Tenkit, tahlilin söze bürünmüş halidir. Tenkidin berisi nemelazımcılıksa, aman sendecilikse, memleketi sen mi kurtaracaksın? boş vermişliğiyse ötesi hasımlıktır, husumettir, düşmanlıktır. Bu hasımlık, husumet ve düşmanlığa nefret diliyle varılmak istenmekte. Nefret dili, fikri kan dâvâsının adıdır. Ötekileştirme, psikolojik lince uğratma, itibarsızlaştırma çabası. Sevmede bencil ihtirasın cahilce tezahürü "ya benimsin ya hiç kimsenin!" sözüyle beslenen katliamdır. Aydın olmaya, kanaat önderliğine veya siyasi rehberliğe yönelip de derin denizlere açılmada yetmezliğin taassuplaşmasıyla doğan çarpıklıksa nefret dilidir. Peşin hüküm kaynaklı, öfke tetiklemeli tek kişilik tiyatro oyunudur. Keskin sirkenin küpüne ziyan vermesi gibi nefret dili kullananlar, kendi memleketinin fikri sermaye, din, tarih, geleneğiyle kavgalı olanlar, güya aydınlar, sözde mürekkep yalamışlar ve fakat aslında türlü ideolojilerle yabancılaştığının farkında olmayanlar da esasında kendilerine zarar vermekteler.

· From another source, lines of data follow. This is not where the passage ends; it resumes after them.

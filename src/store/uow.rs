use tokio::sync::OwnedMutexGuard;

use super::{Sequences, Store};
use crate::Amount;
use crate::ledger::Ledger;
use crate::model::{
    IncomeKind, MachineTypeId, OwnedMachine, OwnedMachineId, TransactionKind,
    TransactionRecord, TxId, TxStatus, UserId,
};

/// Handle to a ledger row locked by a [`UnitOfWork`].
#[derive(Debug, Clone, Copy, PartialEq, Eq)]
pub struct LedgerRef(usize);

/// Handle to a purchased machine row locked by a [`UnitOfWork`].
#[derive(Debug, Clone, Copy, PartialEq, Eq)]
pub struct MachineRef(usize);

/// A row held exclusively, with the uncommitted copy being edited.
struct Locked<T> {
    guard: OwnedMutexGuard<T>,
    draft: T,
}

impl<T: Clone> Locked<T> {
    fn new(guard: OwnedMutexGuard<T>) -> Self {
        let draft = guard.clone();
        Self { guard, draft }
    }

    fn write_back(mut self) {
        *self.guard = self.draft;
    }
}

/// One atomic unit: row locks plus staged writes.
///
/// Row locks are held until the unit is committed or dropped. Nothing staged
/// is visible to other readers before [`commit`](Self::commit); dropping the
/// unit rolls everything back.
pub struct UnitOfWork<'s> {
    store: &'s Store,
    ledgers: Vec<Locked<Ledger>>,
    machines: Vec<Locked<OwnedMachine>>,
    new_machines: Vec<OwnedMachine>,
    records: Vec<TransactionRecord>,
    status_changes: Vec<(TxId, TxStatus)>,
}

impl<'s> UnitOfWork<'s> {
    pub(super) fn new(store: &'s Store) -> Self {
        Self {
            store,
            ledgers: Vec::new(),
            machines: Vec::new(),
            new_machines: Vec::new(),
            records: Vec::new(),
            status_changes: Vec::new(),
        }
    }

    pub fn store(&self) -> &'s Store {
        self.store
    }

    /// Lock a user's ledger row for the rest of this unit.
    /// Returns `None` if the user has no ledger.
    pub async fn lock_ledger(&mut self, user: UserId) -> Option<LedgerRef> {
        if let Some(idx) = self.ledgers.iter().position(|l| l.draft.user_id == user) {
            return Some(LedgerRef(idx));
        }

        let row = self.store.ledger_row(user)?;
        let guard = row.lock_owned().await;
        self.ledgers.push(Locked::new(guard));
        Some(LedgerRef(self.ledgers.len() - 1))
    }

    pub fn ledger(&self, r: LedgerRef) -> &Ledger {
        &self.ledgers[r.0].draft
    }

    pub fn ledger_mut(&mut self, r: LedgerRef) -> &mut Ledger {
        &mut self.ledgers[r.0].draft
    }

    /// Lock a purchased machine row for the rest of this unit.
    pub async fn lock_machine(&mut self, id: OwnedMachineId) -> Option<MachineRef> {
        if let Some(idx) = self.machines.iter().position(|m| m.draft.id == id) {
            return Some(MachineRef(idx));
        }

        let row = self.store.machine_row(id)?;
        let guard = row.lock_owned().await;
        self.machines.push(Locked::new(guard));
        Some(MachineRef(self.machines.len() - 1))
    }

    pub fn machine(&self, r: MachineRef) -> &OwnedMachine {
        &self.machines[r.0].draft
    }

    pub fn machine_mut(&mut self, r: MachineRef) -> &mut OwnedMachine {
        &mut self.machines[r.0].draft
    }

    /// Whether `user` owns `machine_type`, counting rows staged in this unit.
    pub fn owns(&self, user: UserId, machine_type: MachineTypeId) -> bool {
        self.new_machines
            .iter()
            .any(|m| m.user_id == user && m.machine_type == machine_type)
            || self.store.owned_machine_id(user, machine_type).is_some()
    }

    /// Stage a new, inactive purchased machine row.
    pub fn insert_machine(&mut self, user: UserId, machine_type: MachineTypeId) -> OwnedMachineId {
        let now = self.store.now();
        let machine = OwnedMachine {
            id: Sequences::next(&self.store.ids.machine),
            user_id: user,
            machine_type,
            activated_time: None,
            created_at: now,
            updated_at: now,
        };
        let id = machine.id;
        self.new_machines.push(machine);
        id
    }

    /// Stage a transaction log record against a locked ledger.
    ///
    /// Income records bump the ledger's `income` or `affiliate_income`
    /// counter. The balance is left to the caller. Returns `None`, staging
    /// nothing, if that counter would overflow.
    pub fn append(
        &mut self,
        r: LedgerRef,
        kind: TransactionKind,
        amount: Amount,
        status: TxStatus,
    ) -> Option<TxId> {
        let ledger = &mut self.ledgers[r.0].draft;
        if let TransactionKind::Income { kind: income, .. } = &kind {
            let counter = match income {
                IncomeKind::Affiliate => &mut ledger.affiliate_income,
                IncomeKind::Bonus | IncomeKind::Commission => &mut ledger.income,
            };
            *counter = counter.checked_add(amount)?;
        }

        let now = self.store.now();
        let record = TransactionRecord {
            id: Sequences::next(&self.store.ids.tx),
            ledger_id: ledger.id,
            amount,
            status,
            kind,
            created_at: now,
            updated_at: now,
        };
        let id = record.id;
        self.records.push(record);
        Some(id)
    }

    /// Committed record with any status change staged in this unit applied.
    pub fn transaction(&self, id: TxId) -> Option<TransactionRecord> {
        let staged_status = self
            .status_changes
            .iter()
            .rev()
            .find(|(tx, _)| *tx == id)
            .map(|(_, status)| *status);

        let mut record = self
            .records
            .iter()
            .find(|r| r.id == id)
            .cloned()
            .or_else(|| self.store.transaction(id))?;
        if let Some(status) = staged_status {
            record.status = status;
        }
        Some(record)
    }

    /// Stage a status change of an existing record.
    pub fn set_status(&mut self, id: TxId, status: TxStatus) {
        self.status_changes.push((id, status));
    }

    /// Publish all staged writes, then release the row locks.
    pub fn commit(self) {
        let now = self.store.now();
        {
            let mut machines = self.store.machines.write();
            for machine in self.new_machines {
                let key = (machine.user_id, machine.machine_type);
                debug_assert!(!machines.by_owner.contains_key(&key));
                machines.by_owner.insert(key, machine.id);
                machines
                    .rows
                    .insert(machine.id, std::sync::Arc::new(tokio::sync::Mutex::new(machine)));
            }
        }
        {
            let mut table = self.store.transactions.write();
            for record in self.records {
                let idx = table.rows.len();
                table.by_id.insert(record.id, idx);
                table.by_ledger.entry(record.ledger_id).or_default().push(idx);
                table.rows.push(record);
            }
            for (id, status) in self.status_changes {
                if let Some(idx) = table.by_id.get(&id).copied() {
                    let record = &mut table.rows[idx];
                    record.status = status;
                    record.updated_at = now;
                }
            }
        }

        for mut machine in self.machines {
            if machine.draft != *machine.guard {
                machine.draft.updated_at = now;
            }
            machine.write_back();
        }
        for ledger in self.ledgers {
            ledger.write_back();
        }
    }
}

Nefret dili üzerinden konuşan kıt akıllı çağ budalaları, yakalandıkları psikolojik illetin farkında değillerdir. Hedeflerine oturttukları bazı isimleri boyunlarından, evet, hiç mübalağa değil aynen ifade edeceğiz, kör testereyle kesseler tatmin olmayacak denli kin ve nefret doludurlar.
Bunlar kendi yanılma paylarını hatırlamak istemezler. Fikri sabit sahipleridir. Doğru yalnızca dedikleridir. Kendileri gibi düşünmeyen, konuşmayan ve çalışmayan herkes, nefret kırbacına da öfke taşlamasına, ihanet kuşatmasına da layıktır. Nefret dili, kini putlaştırmadır. Bir devletteki sağlıklı toplum işaretlerinden biri de nefret dili yüzdesine bağlı olsa gerek. En sağlıklı millet nefret dili yüzdesinin sıfır olduğu millettir.